本書は、島田雅彦が「君」という二人称をとりながら、川崎市北部のニュータウン多摩地区で育った幼少期・中学時代から、川崎市の南部にある川崎高校時代をへて、自由闊達な東京外語大での大学生活、卒業を前にしての思わぬ形での作家デビュー、恵まれたともいえる文豪との接触や交友、そして作家としての現在へ至る入口までの歩みを、あらゆる制約から解放されたかのように、饒舌ともいえる筆遣いで「己の系譜」を書き綴っている。
彼が大学3年のとき、目をつけた女性に接近するために、オーケストラに入りビオラを手にする。そして、半年後の演奏会でチャイコフスキーの「悲愴」を演奏するために練習を重ね、ついに演奏会にて出演・演奏するまでになる。
私もヴァイオリンを手にした経験から、たった半年でチャイコフスキーの「悲愴」とは、技量はともかく大変なことだ。
結局その目当ての女性も攻略することになったのだから、チャイコフスキーの「悲愴」は青春の嬉遊曲であろう。そして、結婚もした。

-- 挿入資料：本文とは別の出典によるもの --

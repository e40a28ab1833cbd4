//! Boot-time configuration of a node.

use core::time::Duration;

use climate_node_model::Thresholds;
use serde::{Deserialize, Serialize};

use crate::connectivity::ReconnectPolicy;

#[derive(Debug, thiserror::Error)]
pub enum ConfigError {
    #[error("device id must not be empty")]
    EmptyDeviceId,
    #[error("collector endpoint `{0}` is not an http(s) URL")]
    InvalidEndpoint(String),
    #[error("{0} must be greater than zero")]
    Zero(&'static str),
    #[error("{0} bands must satisfy critical min < alert min <= alert max < critical max")]
    BandsNotNested(&'static str),
    #[error("`{key}` = `{value}` is not a number")]
    InvalidNumber { key: &'static str, value: String },
    #[error("malformed configuration file: {0}")]
    Parse(#[from] serde_json::Error),
}

/// Everything the node needs to know before entering its loop.
#[derive(Serialize, Deserialize, Clone, Debug, PartialEq)]
#[serde(default)]
pub struct NodeConfig {
    pub device_id: String,
    /// Collector URL the telemetry is posted to.
    pub endpoint: String,
    /// Time between two acquisition cycles.
    pub interval_ms: u32,
    /// How often the loop wakes up to check the interval and the link.
    pub poll_interval_ms: u32,
    pub http_timeout_ms: u32,
    pub time_sync_timeout_ms: u32,
    pub reconnect: ReconnectPolicy,
    pub thresholds: Thresholds,
    /// Adds the computed severity to reading payloads.
    pub include_severity: bool,
}

impl Default for NodeConfig {
    fn default() -> Self {
        Self {
            device_id: "ESP32_DHT11_Device_01".into(),
            endpoint: "http://127.0.0.1:5000/data".into(),
            interval_ms: 30_000,
            poll_interval_ms: 1_000,
            http_timeout_ms: 5_000,
            time_sync_timeout_ms: 5_000,
            reconnect: ReconnectPolicy::default(),
            thresholds: Thresholds::default(),
            include_severity: false,
        }
    }
}

impl NodeConfig {
    pub fn from_json(json: &str) -> Result<Self, ConfigError> {
        Ok(serde_json::from_str(json)?)
    }

    /// Applies overrides looked up by key.
    ///
    /// Threshold keys follow the collector's environment names
    /// (`TEMP_MIN_ALERTA`, `UMID_MAX_CRITICO`, ...) so one `.env` file can
    /// drive both sides.
    pub fn apply_overrides<F>(&mut self, lookup: F) -> Result<(), ConfigError>
    where
        F: Fn(&str) -> Option<String>,
    {
        if let Some(device_id) = lookup("DEVICE_ID") {
            self.device_id = device_id;
        }
        if let Some(endpoint) = lookup("COLLECTOR_URL") {
            self.endpoint = endpoint;
        }
        if let Some(value) = lookup("READING_INTERVAL_MS") {
            self.interval_ms = value
                .trim()
                .parse()
                .map_err(|_| ConfigError::InvalidNumber {
                    key: "READING_INTERVAL_MS",
                    value,
                })?;
        }

        let t = &mut self.thresholds;
        let bounds: [(&'static str, &mut f32); 8] = [
            ("TEMP_MIN_ALERTA", &mut t.temperature.alert.min),
            ("TEMP_MAX_ALERTA", &mut t.temperature.alert.max),
            ("TEMP_MIN_CRITICO", &mut t.temperature.critical.min),
            ("TEMP_MAX_CRITICO", &mut t.temperature.critical.max),
            ("UMID_MIN_ALERTA", &mut t.humidity.alert.min),
            ("UMID_MAX_ALERTA", &mut t.humidity.alert.max),
            ("UMID_MIN_CRITICO", &mut t.humidity.critical.min),
            ("UMID_MAX_CRITICO", &mut t.humidity.critical.max),
        ];
        for (key, bound) in bounds {
            if let Some(value) = lookup(key) {
                *bound = value
                    .trim()
                    .parse()
                    .map_err(|_| ConfigError::InvalidNumber { key, value })?;
            }
        }

        Ok(())
    }

    pub fn validate(&self) -> Result<(), ConfigError> {
        if self.device_id.trim().is_empty() {
            return Err(ConfigError::EmptyDeviceId);
        }
        if !(self.endpoint.starts_with("http://") || self.endpoint.starts_with("https://")) {
            return Err(ConfigError::InvalidEndpoint(self.endpoint.clone()));
        }
        if self.interval_ms == 0 {
            return Err(ConfigError::Zero("interval_ms"));
        }
        if self.poll_interval_ms == 0 {
            return Err(ConfigError::Zero("poll_interval_ms"));
        }
        if self.http_timeout_ms == 0 {
            return Err(ConfigError::Zero("http_timeout_ms"));
        }
        if self.time_sync_timeout_ms == 0 {
            return Err(ConfigError::Zero("time_sync_timeout_ms"));
        }
        if self.reconnect.attempts == 0 {
            return Err(ConfigError::Zero("reconnect.attempts"));
        }
        if !self.thresholds.temperature.is_nested() {
            return Err(ConfigError::BandsNotNested("temperature"));
        }
        if !self.thresholds.humidity.is_nested() {
            return Err(ConfigError::BandsNotNested("humidity"));
        }
        Ok(())
    }

    pub fn interval(&self) -> Duration {
        Duration::from_millis(self.interval_ms.into())
    }

    pub fn http_timeout(&self) -> Duration {
        Duration::from_millis(self.http_timeout_ms.into())
    }

    pub fn time_sync_timeout(&self) -> Duration {
        Duration::from_millis(self.time_sync_timeout_ms.into())
    }
}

この本のなかでは多くの作家が出てくるが、興味深かったのは、島田を舎弟のように扱った、愛憎半ばする中上健次との関係だ。中上の存在感に圧倒され、彼を疎ましく思いつつも、彼の死を嘆き、「自己申告ではない、正真正銘の文豪になれる手もあったじゃないですか」と呼びかける。
私も一度だけ、中上に会ったことがある。会ったというより、見たといった方が正しい。
新宿東口の駅ビルが「マイシティ」といっていた頃、8階にレストランと喫茶を併設した「プチモンド」があった。そこは、仕事の打ち合わせや待ち合わせによく利用していた。
その日、出版社の同僚と打ち合わせを兼ねてコーヒーを飲みにプチモンドに入った。店内に入って、空いているテーブルを見つけてそこへ行くとき、すでに4人が座っているテーブルの脇を通った。通る時に通路脇に座っていた体のでかい男が、品定めをするかのような眼でじろりとこちらを見た。
それが中上健次だとすぐにわかった。面識はなかったので、私たちは奥のテーブルに座った。しばらくして、もう一度彼らのテーブルを見やると、中上もこちらを見ていて目が合った。サバンナで獲物を見ているライオンのような表情だった記憶がある。
しかし、何といっても島田雅彦にとって、柄谷行人と古井由吉との交友は大きかったと思う。現代の知の巨人と思える柄谷を通して、カント、マルクス、フロイト、ウィトゲンシュタイン、ゲーテ、漱石、小林秀雄、安吾を再発見したと記している。
古井由吉からは、酒場での酒の飲み方、大作家の枯淡の境地を知ったのではなかろうか。
島田雅彦より2年後に「ベッドタイムアイズ」でデビューした山田詠美に自分と同類の匂いを嗅ぎつけ、俄然興味を持ち文学仲間に引き入れるのも島田らしい。デビューしたての頃の山田も、才能が滴り落ちていた。
島田雅彦の作家への道程に不可欠なのが、女性との恋や情事である。私小説(実体験)でありながらまるで小説(物語)のようにエピュキュリアン的アバンチュールだ。
このなかで恋愛小説嗜好の私が惹かれたのは、そのとき結婚しているにもかかわらず、アメリカ娘の二人のニーナとの恋、もしくは情事のアバンチュールである。日本にまでやってきた大学院生のニーナの存在は、やがて妻の知るところとなり、案の定泥沼化する。この話は、改めて独立した小説もしくは私小説として読んでみたい、と思わせる内容の濃いものであった。
このジャンルこそ、彼の本分だろうと思わせる。文豪への道は、思いきって「火宅の人」になるか、谷崎潤一郎への道かもしれない。
「君が異端だった頃」には、人間島田雅彦が詰まった、小説を超える私小説の醍醐味があった。